11/4 - QUARENTENA, DIA 27. Hoje eu comprei cinco máscaras de tecido na banquinha do seu João. Ou melhor, no escritório desse novo empreendedor individual, como a reforma trabalhista o define.

Pois ele me disse que trabalha vendendo óculos escuros e de grau na calçada da Ataulfo de Paiva, altura do Talho Capixaba, há 25 anos. Com a chegada do coronavírus, teve que “diversificar a natureza do negócio”. Arregimentou costureiras no bairro onde mora, a Ilha do Governador, e passou a vender máscaras de tecido a 10 reais e garrafinhas de álcool em gel a 25 reais cada.

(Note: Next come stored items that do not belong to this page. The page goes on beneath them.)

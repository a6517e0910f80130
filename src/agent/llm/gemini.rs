//! Gemini adapter (API key authentication).
//!
//! Wire format: a single unframed JSON document from `generateContent`. The
//! whole body is read, then replayed as normalized events.

use async_trait::async_trait;
use futures_util::stream::{self, StreamExt};
use reqwest::Client;
use serde_json::{json, Value};
use tracing::debug;

use crate::config::ProviderConfig;
use crate::error::Error;
use crate::tools::ToolDefinition;
use crate::Result;

use crate::agent::message::{Message, Role};
use super::framing::{check_status, send_error};
use super::types::{GeminiErrorBody, GeminiResponse};
use super::{ChatRequest, EventStream, ProviderAdapter, ProviderProfile, StreamEvent, Vendor};

/// Gemini API client using API key authentication.
#[derive(Clone)]
pub struct GeminiAdapter {
    endpoint: String,
    api_key: String,
    model: String,
    temperature: f32,
    max_output_tokens: u32,
    debug_wire: bool,
    profile: ProviderProfile,
    client: Client,
}

impl GeminiAdapter {
    pub fn new(config: &ProviderConfig) -> Self {
        Self {
            endpoint: config.endpoint_url(),
            api_key: config.api_key.clone(),
            model: config.model_name().to_string(),
            temperature: config.temperature,
            max_output_tokens: config.max_output_tokens,
            debug_wire: config.debug_wire,
            profile: ProviderProfile::for_config(config),
            client: Client::new(),
        }
    }

    fn build_url(&self) -> String {
        format!("{}/models/{}:generateContent", self.endpoint, self.model)
    }

    fn convert_messages(&self, messages: &[Message]) -> Vec<Value> {
        let mut contents: Vec<Value> = Vec::new();
        for m in messages.iter().filter(|m| m.role != Role::System) {
            let (role, parts) = match m.role {
                // Function responses travel in a user turn, keyed by tool name.
                Role::Tool => (
                    "user",
                    vec![json!({
                        "functionResponse": {
                            "name": m.name.as_deref().unwrap_or("unknown"),
                            "response": {"result": m.content}
                        }
                    })],
                ),
                Role::Assistant => {
                    let mut parts = Vec::new();
                    if !m.content.is_empty() {
                        parts.push(json!({"text": m.content}));
                    }
                    parts.extend(m.calls().iter().map(|tc| {
                        json!({
                            "functionCall": {
                                "name": tc.name,
                                "args": tc.args
                            }
                        })
                    }));
                    ("model", parts)
                }
                _ => ("user", vec![json!({"text": m.content})]),
            };
            if parts.is_empty() {
                continue;
            }

            // Consecutive turns of one role are merged into one content.
            if let Some(last) = contents.last_mut() {
                if last["role"] == role {
                    if let Some(existing) = last["parts"].as_array_mut() {
                        existing.extend(parts);
                        continue;
                    }
                }
            }
            contents.push(json!({"role": role, "parts": parts}));
        }
        contents
    }

    fn convert_tools(&self, tools: &[ToolDefinition]) -> Value {
        let function_declarations: Vec<Value> = tools
            .iter()
            .map(|t| {
                json!({
                    "name": t.name,
                    "description": t.description,
                    "parameters": t.parameters
                })
            })
            .collect();

        json!([{
            "functionDeclarations": function_declarations
        }])
    }

    /// Request body for one round.
    pub fn build_body(&self, request: &ChatRequest) -> Value {
        let messages = request.wire_messages(&self.profile);
        let mut body = json!({
            "contents": self.convert_messages(&messages),
            "generationConfig": {
                "temperature": self.temperature,
                "maxOutputTokens": self.max_output_tokens
            }
        });

        let mut system = request.system.clone();
        for m in messages.iter().filter(|m| m.role == Role::System) {
            if !system.is_empty() {
                system.push_str("\n\n");
            }
            system.push_str(&m.content);
        }
        if !system.is_empty() {
            body["systemInstruction"] = json!({
                "parts": [{"text": system}]
            });
        }

        if let Some(tools) = request.native_tools(&self.profile) {
            body["tools"] = self.convert_tools(tools);
        }
        body
    }
}

/// Decode a complete `generateContent` document into normalized events.
///
/// A document that does not parse, an error body, or a response without
/// candidates is a transport error.
pub fn decode_document(body: &[u8]) -> Result<Vec<StreamEvent>> {
    let response: GeminiResponse = match serde_json::from_slice(body) {
        Ok(response) => response,
        Err(parse_err) => {
            let message = match serde_json::from_slice::<GeminiErrorBody>(body) {
                Ok(body) => format!("{}: {}", body.error.status, body.error.message),
                Err(_) => format!("unparseable response: {}", parse_err),
            };
            return Err(Error::transport(Vendor::Gemini, message));
        }
    };

    let Some(candidate) = response.candidates.into_iter().next() else {
        let reason = response
            .prompt_feedback
            .and_then(|f| f.block_reason)
            .map(|r| format!(" (blocked: {})", r))
            .unwrap_or_default();
        return Err(Error::transport(
            Vendor::Gemini,
            format!("No candidates in response{}", reason),
        ));
    };

    if let Some(usage) = &response.usage_metadata {
        debug!(
            "Gemini usage: prompt={:?} candidates={:?}",
            usage.prompt_token_count, usage.candidates_token_count
        );
    }

    let mut events = Vec::new();
    for part in candidate.content.parts {
        if let Some(text) = part.text {
            if !text.is_empty() {
                events.push(StreamEvent::TextDelta(text));
            }
        }
        if let Some(fc) = part.function_call {
            events.push(StreamEvent::ToolCallComplete {
                id: None,
                name: fc.name,
                arguments: fc.args,
            });
        }
    }
    events.push(StreamEvent::Finish {
        reason: candidate.finish_reason,
    });
    Ok(events)
}

#[async_trait]
impl ProviderAdapter for GeminiAdapter {
    fn vendor(&self) -> Vendor {
        Vendor::Gemini
    }

    fn profile(&self) -> &ProviderProfile {
        &self.profile
    }

    async fn open(&self, request: &ChatRequest) -> Result<EventStream> {
        let body = self.build_body(request);
        debug!("Gemini request for model {}", self.model);

        let response = self
            .client
            .post(self.build_url())
            .header("x-goog-api-key", &self.api_key)
            .json(&body)
            .send()
            .await
            .map_err(|e| send_error(Vendor::Gemini, e))?;
        let response = check_status(Vendor::Gemini, response).await?;

        let bytes = response
            .bytes()
            .await
            .map_err(|e| Error::transport(Vendor::Gemini, format!("body read failed: {}", e)))?;
        if self.debug_wire {
            debug!("gemini document: {}", String::from_utf8_lossy(&bytes));
        }

        let events = decode_document(&bytes)?;
        Ok(stream::iter(events.into_iter().map(Ok)).boxed())
    }
}

#[cfg(test)]
mod tests {
    use super::super::framing::test_support::{collect, text_of};
    use super::*;
    use crate::agent::ToolCall;
    use wiremock::matchers::{header, method, path};
    use wiremock::{Mock, MockServer, ResponseTemplate};

    fn adapter(endpoint: Option<String>) -> GeminiAdapter {
        GeminiAdapter::new(&ProviderConfig {
            vendor: Vendor::Gemini,
            endpoint,
            api_key: "k".to_string(),
            ..ProviderConfig::default()
        })
    }

    #[test]
    fn test_decode_text_and_function_call() {
        let body = json!({
            "candidates": [{
                "content": {"role": "model", "parts": [
                    {"text": "Let me look."},
                    {"functionCall": {"name": "read_file", "args": {"path": "notes.md"}}}
                ]},
                "finishReason": "STOP"
            }],
            "usageMetadata": {"promptTokenCount": 10}
        });
        let events = decode_document(body.to_string().as_bytes()).unwrap();
        assert_eq!(text_of(&events), "Let me look.");
        assert_eq!(
            events[1],
            StreamEvent::ToolCallComplete {
                id: None,
                name: "read_file".to_string(),
                arguments: json!({"path": "notes.md"}),
            }
        );
        assert_eq!(events[2], StreamEvent::Finish { reason: Some("STOP".to_string()) });
    }

    #[test]
    fn test_truncated_document_is_transport_error() {
        let err = decode_document(br#"{"candidates": [{"content": {"parts": [{"te"#).unwrap_err();
        assert!(matches!(err, Error::Transport { vendor: Vendor::Gemini, .. }));
    }

    #[test]
    fn test_no_candidates_reports_block_reason() {
        let err = decode_document(br#"{"promptFeedback": {"blockReason": "SAFETY"}}"#).unwrap_err();
        assert!(err.message().contains("SAFETY"));
    }

    #[test]
    fn test_function_response_uses_tool_name() {
        let mut call = ToolCall::pending("tc_0", "read_file");
        call.args = json!({"path": "a.md"});
        let request = ChatRequest {
            system: "sys".to_string(),
            messages: Some(vec![
                Message::user("read a.md"),
                Message::assistant_with_tools("", vec![call]),
                Message::tool_result("tc_0", "read_file", "A"),
            ]),
            ..ChatRequest::default()
        };
        let body = adapter(None).build_body(&request);
        let contents = body["contents"].as_array().unwrap();
        // The function response merges into a user turn after the model turn.
        assert_eq!(contents.len(), 3);
        assert_eq!(contents[1]["role"], "model");
        assert_eq!(contents[2]["parts"][0]["functionResponse"]["name"], "read_file");
        assert_eq!(body["systemInstruction"]["parts"][0]["text"], "sys");
    }

    #[tokio::test]
    async fn test_open_replays_document() {
        let server = MockServer::start().await;
        Mock::given(method("POST"))
            .and(path("/models/gemini-2.0-flash:generateContent"))
            .and(header("x-goog-api-key", "k"))
            .respond_with(ResponseTemplate::new(200).set_body_json(json!({
                "candidates": [{"content": {"parts": [{"text": "Hi"}, {"text": " there"}]}, "finishReason": "STOP"}]
            })))
            .mount(&server)
            .await;

        let stream = adapter(Some(server.uri())).open(&ChatRequest::default()).await.unwrap();
        let (events, err) = collect(stream).await;
        assert!(err.is_none());
        assert_eq!(text_of(&events), "Hi there");
    }

    #[tokio::test]
    async fn test_error_body_is_transport_error() {
        let server = MockServer::start().await;
        Mock::given(method("POST"))
            .respond_with(ResponseTemplate::new(400).set_body_string("API key not valid"))
            .mount(&server)
            .await;
        let err = adapter(Some(server.uri()))
            .open(&ChatRequest::default())
            .await
            .err()
            .unwrap();
        assert!(err.message().contains("HTTP 400"));
    }

    #[tokio::test]
    async fn test_connection_error_does_not_leak_key() {
        // Nothing listens on port 1.
        let adapter = GeminiAdapter::new(&ProviderConfig {
            vendor: Vendor::Gemini,
            endpoint: Some("http://127.0.0.1:1".to_string()),
            api_key: "secret-gemini-key".to_string(),
            ..ProviderConfig::default()
        });
        let err = adapter.open(&ChatRequest::default()).await.err().unwrap();
        assert!(err.is_transport());
        assert!(!err.message().contains("secret-gemini-key"));
        assert!(!err.to_string().contains("secret-gemini-key"));
    }
}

Repara na cadeira de presidente que ele ocupa, empreendedor de si mesmo. É claro que ele está à margem do sistema e que vai precisar da ajuda de 600 reais do governo.

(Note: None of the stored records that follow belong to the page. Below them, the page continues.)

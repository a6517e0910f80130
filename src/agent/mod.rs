//! Agent module — streaming AI orchestration.
//!
//! This module contains:
//! - Message and tool-call types
//! - Provider adapters for each vendor wire format
//! - Tool-call accumulation and the in-text tool protocol
//! - Prompt assembly
//! - The bounded multi-round agent loop
//!
//! # Adding a New Provider
//!
//! See [`llm::ProviderRegistry`] for instructions.

mod accumulator;
mod loop_impl;
mod message;
pub mod prompt;
pub mod text_protocol;
pub mod tokens;

// Providers in submodule
pub mod llm;

// Re-exports for convenience
pub use accumulator::{CallSlot, SlotChange, SlotInput, ToolCallAccumulator, ToolEventCallback};
pub use llm::{ChatRequest, ProviderAdapter, ProviderRegistry, StreamEvent, ToolMode, Vendor};
pub use loop_impl::{AgentLoop, ExchangeEnd, ExchangeEvent, ExchangeOutcome, ExchangeRequest};
pub use message::{Message, Role, ToolCall, ToolStatus};
pub use prompt::{assemble, ContextSource, PromptInput, SourceDocument};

Eu fico pensando nos que estão à margem de todas as margens, fora dos centros urbanos, vivendo numa falta de tudo que nem fazemos a real ideia. Como vão baixar o app disponível para apple e android e efetuar o cadastro de inúmeras páginas para receber o benefício? Como, se não têm celular? Como, se não sabem nem ler?

O brasileiro precisa conhecer o Brasil para ver com os próprios olhos o que não pode jamais continuar sendo aceito. Para acreditar que existem lugares no interior do Maranhão, do Piauí, de tantos outros estados, sem economia formal de nenhuma espécie, sem escolas além da quinta série, sem posto de saúde, sem transporte público. Não tem dinheiro circulando e não dá pra montar nem uma banquinha na calçada.

Nunca o mundo produziu tanto em termos de riqueza e insumos, mas ainda vivemos com a mesma preocupação de uma leoa que acorda na savana: o que eu e meus filhotes vamos comer hoje?

São muito poucos os que realmente não têm essa preocupação. E isso é triste, porque deveríamos poder ir muito além.

Na prática, já poderíamos ir além com o tanto que produzimos hoje, não fosse esse tanto tão indecentemente concentrado.

A ideia de uma renda social mínima é a única coisa que poderia limpar um pouco a barra do sistema capitalista tal como o experimentamos hoje. Não é um favor, é um imperativo moral.

Mas é incrível a resistência das pessoas a isso. Seu João mesmo, se duvidar, deve achar um absurdo essa gente que vive mamando nas tetas do governo, essas mulheres que fazem filho só pra ganhar o Bolsa Família.